Anti-labor education activist Michelle Rhee likes to say that she isn’t partisan — even though she has worked with Republican governors to crush unions.
Today, the New York chapter of her advocacy organization — Students First — parroted talking points from the Heartland Institute, a global warming denying corporate front group.
In response to concerns from Chicago parents and teachers that students are being packed into over-sized classrooms, the StudentsFirstNY Twitter account retweeted a Heartland Institute advocate claiming that the average class size in Chicago is 16 students:
If you go to the page from the National Center for Education Statistics (NCES) dealing with Chicago, you’ll find that it actually doesn’t list class sizes. Rather, it has a teacher-to-student ratio. That ratio is 16.44 — this is presumably where the Heartland Institute staffer got the number from.
The problem is, a teacher-to-student ratio is not the same thing as class size. The districts and states that report data to the NCES label a variety of support staff and tertiary individuals as teachers, including a lot of people who do not have sole responsibility for a classroom. The NCES itself admits that this ratio is not the same as class size. Check out this page of “Fast Facts” — you’ll see that NCES numbers show a teacher-pupil ratio of 15.4 in 2009 but class sizes between 20-23 over roughly the same time period. Simply put, the Heartland Institute employee is comparing apples to oranges.
More reliable numbers can be found from the Illinois Board of Education. This Chicago Teachers Union report cites those numbers, which estimate that class sizes are more in the range of 25 with poorer schools having far more students. Keep in mind that Chicago’s kindergarten and first grade classrooms have larger class sizes than 95 percent of the state.

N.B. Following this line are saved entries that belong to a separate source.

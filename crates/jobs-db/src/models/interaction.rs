//! Interaction table models

use chrono::{DateTime, Utc};
use sqlx::FromRow;

/// Database model for likes table
#[derive(Debug, Clone, FromRow)]
pub struct LikeModel {
    pub id: i64,
    pub user_id: Option<i64>,
    pub job_id: i64,
    pub created_at: DateTime<Utc>,
}

/// Database model for comments table
#[derive(Debug, Clone, FromRow)]
pub struct CommentModel {
    pub id: i64,
    pub user_id: i64,
    pub job_id: i64,
    pub content: String,
    pub created_at: DateTime<Utc>,
}

/// Database model for shares table
#[derive(Debug, Clone, FromRow)]
pub struct ShareModel {
    pub id: i64,
    pub user_id: Option<i64>,
    pub job_id: i64,
    pub platform: String,
    pub created_at: DateTime<Utc>,
}

/// One row of a `GROUP BY job_id` count
#[derive(Debug, Clone, FromRow)]
pub struct JobCountModel {
    pub job_id: i64,
    pub count: i64,
}
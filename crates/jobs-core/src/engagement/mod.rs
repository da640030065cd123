//! Engagement rules
//!
//! Pure functions and types over already-loaded data: attaching interaction
//! counts and viewer flags to postings, ranking the trending feed, and the
//! two-state toggle used for likes and bookmarks. Loading the inputs is the
//! job of the repositories.

mod aggregation;
mod toggle;
mod trending;

pub use aggregation::{annotate, AnnotatedJob, EngagementCounts, JobStats, ViewerFlags, ViewerMarks};
pub use toggle::{RelationState, ToggleKind, ToggleOutcome};
pub use trending::{rank_trending, TrendingEntry, TRENDING_WINDOW};
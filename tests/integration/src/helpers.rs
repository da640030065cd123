//! Test server and HTTP helpers

use std::net::SocketAddr;
use std::sync::Arc;
use std::time::Duration;

use anyhow::{Context, Result};
use chrono::NaiveDate;
use jobs_api::{create_app, run_server, AppState};
use jobs_common::{hash_password, AppConfig, JwtService};
use jobs_core::traits::{JobRepository, UserRepository};
use jobs_core::{JobCategory, JobId, NewJobPosting, NewUser, UserId};
use jobs_db::MemoryStore;
use jobs_service::ServiceContext;
use reqwest::{Client, RequestBuilder, Response, StatusCode};
use serde::{de::DeserializeOwned, Serialize};
use tokio::net::TcpListener;
use tokio::task::JoinHandle;

const TEST_JWT_SECRET: &str = "integration-test-secret-0123456789";

/// A running server and a handle on its backing store
pub struct TestServer {
    pub addr: SocketAddr,
    pub client: Client,
    pub store: MemoryStore,
    _handle: JoinHandle<()>,
}

impl TestServer {
    pub async fn start() -> Result<Self> {
        let config = test_config()?;
        let store = MemoryStore::new();
        let jwt = Arc::new(JwtService::new(
            &config.jwt.secret,
            config.jwt.access_token_expiry,
            config.jwt.refresh_token_expiry,
        ));
        let ctx = ServiceContext::from_memory(store.clone(), jwt);
        let app = create_app(AppState::new(ctx, config));

        let listener = TcpListener::bind(("127.0.0.1", 0)).await?;
        let addr = listener.local_addr()?;

        let handle = tokio::spawn(async move {
            run_server(app, listener).await.ok();
        });

        let client = Client::builder().timeout(Duration::from_secs(10)).build()?;

        Ok(Self {
            addr,
            client,
            store,
            _handle: handle,
        })
    }

    pub fn base_url(&self) -> String {
        format!("http://{}", self.addr)
    }

    fn request(&self, method: reqwest::Method, path: &str, token: Option<&str>) -> RequestBuilder {
        let builder = self
            .client
            .request(method, format!("{}{}", self.base_url(), path));
        match token {
            Some(token) => builder.bearer_auth(token),
            None => builder,
        }
    }

    pub async fn get(&self, path: &str) -> Result<Response> {
        Ok(self.request(reqwest::Method::GET, path, None).send().await?)
    }

    pub async fn get_auth(&self, path: &str, token: &str) -> Result<Response> {
        Ok(self.request(reqwest::Method::GET, path, Some(token)).send().await?)
    }

    pub async fn post<T: Serialize>(&self, path: &str, body: &T) -> Result<Response> {
        Ok(self
            .request(reqwest::Method::POST, path, None)
            .json(body)
            .send()
            .await?)
    }

    /// POST with no body, optionally signed in
    pub async fn post_empty(&self, path: &str, token: Option<&str>) -> Result<Response> {
        Ok(self.request(reqwest::Method::POST, path, token).send().await?)
    }

    pub async fn post_auth<T: Serialize>(&self, path: &str, token: &str, body: &T) -> Result<Response> {
        Ok(self
            .request(reqwest::Method::POST, path, Some(token))
            .json(body)
            .send()
            .await?)
    }

    pub async fn delete_auth(&self, path: &str, token: &str) -> Result<Response> {
        Ok(self
            .request(reqwest::Method::DELETE, path, Some(token))
            .send()
            .await?)
    }

    /// Insert a posting straight into the store
    pub async fn seed_job(&self, title: &str, category: JobCategory) -> Result<JobId> {
        let last_date = NaiveDate::from_ymd_opt(2026, 12, 31).context("bad date")?;
        let job = NewJobPosting::new(title, "Recruitment Board", 25, last_date, "Seeded posting")
            .with_category(category);
        Ok(JobRepository::create(&self.store, &job).await?.id)
    }

    /// Insert a staff account straight into the store
    pub async fn seed_staff(&self, email: &str, password: &str) -> Result<UserId> {
        let hash = hash_password(password)?;
        let user = UserRepository::create(&self.store, &NewUser::new(email, "Site", "Admin").staff(), &hash)
            .await?;
        Ok(user.id)
    }
}

pub fn test_config() -> Result<AppConfig> {
    AppConfig::from_lookup(|key| match key {
        "API_PORT" => Some("0".to_string()),
        "DATABASE_URL" => Some("postgres://unused/in-memory".to_string()),
        "JWT_SECRET" => Some(TEST_JWT_SECRET.to_string()),
        _ => None,
    })
    .map_err(|e| anyhow::anyhow!("Config error: {e}"))
}

/// Assert the status, then parse the JSON body
pub async fn assert_json<T: DeserializeOwned>(response: Response, expected_status: StatusCode) -> Result<T> {
    let status = response.status();
    if status != expected_status {
        let body = response.text().await?;
        anyhow::bail!("Expected status {expected_status}, got {status}. Body: {body}");
    }
    Ok(response.json().await?)
}

pub async fn assert_status(response: Response, expected_status: StatusCode) -> Result<()> {
    let status = response.status();
    if status != expected_status {
        let body = response.text().await?;
        anyhow::bail!("Expected status {expected_status}, got {status}. Body: {body}");
    }
    Ok(())
}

It’s telling that Michelle Rhee’s organization would parrot such unreliable numbers in its crusade to crush teachers unions. Don’t let them get away with it. Share this post on social media and join the fight with PCCC by signing up to stay updated on our activism using the box at the top.
What else would you expect from the spokes model for the profit driven hostile takeover of public education?
She’s making a personal fortune as a professional liar.
Asians tend to stretch the truth to further their private agenda
Teachers: if you want to teach, then teach. Stop complaining and do your jobs before somebody else takes them away from you.
Rahm: make the hard decision. Fire the strikers and hire new grads. Many new graduates are out of work and desperately need a job.
I am not totally convinced the class sizes are as big as the CPS teachers claim. More likely there are over exaggerating to stir up some sympathy from the public. Let’s put class size on the back burner for now and worry about the important issues.
My kids both go to Chicago public schools. My oldest child’s class size was 38-40 from kindergarten through 3rd grade, when our school principal finally badgered the school district into redrawing residency lines so as to send a chunk of what used to be our area kids to another public school reasonably nearby. At that point, our school’s class sizes dropped to a mere 32, which was considered a vast improvement–and we’re in a relatively affluent area, Northwest Side, where aldermen and cops live. The teachers’ union is NOT exaggerating for sympathy; I have firsthand experience of it.
Thank you for sharing your experience.
Class size is an important issue. The more children for whom one is responsible, the more difficult is the task. I have been a teacher.
chicagoanforlife: So, we should tell you the same thing about your job, no matter what the working conditions/pay are?! If you want your job, just STFU and do it before we give it to someone else?
You realize that making working conditions better for teachers means you are making them better for the students, yes? It is proven fact that more learning can take place with smaller class sizes. Do you really want 5th graders in lecture hall of 50, 75, or 100? Do you think they’ll learn *anything* that way?
I do not have any children. I do not want children, I do not like children. Therefore, I don’t care what you do with them. But I AM NOT PAYING FOR THEM. The parents had them, they can pay.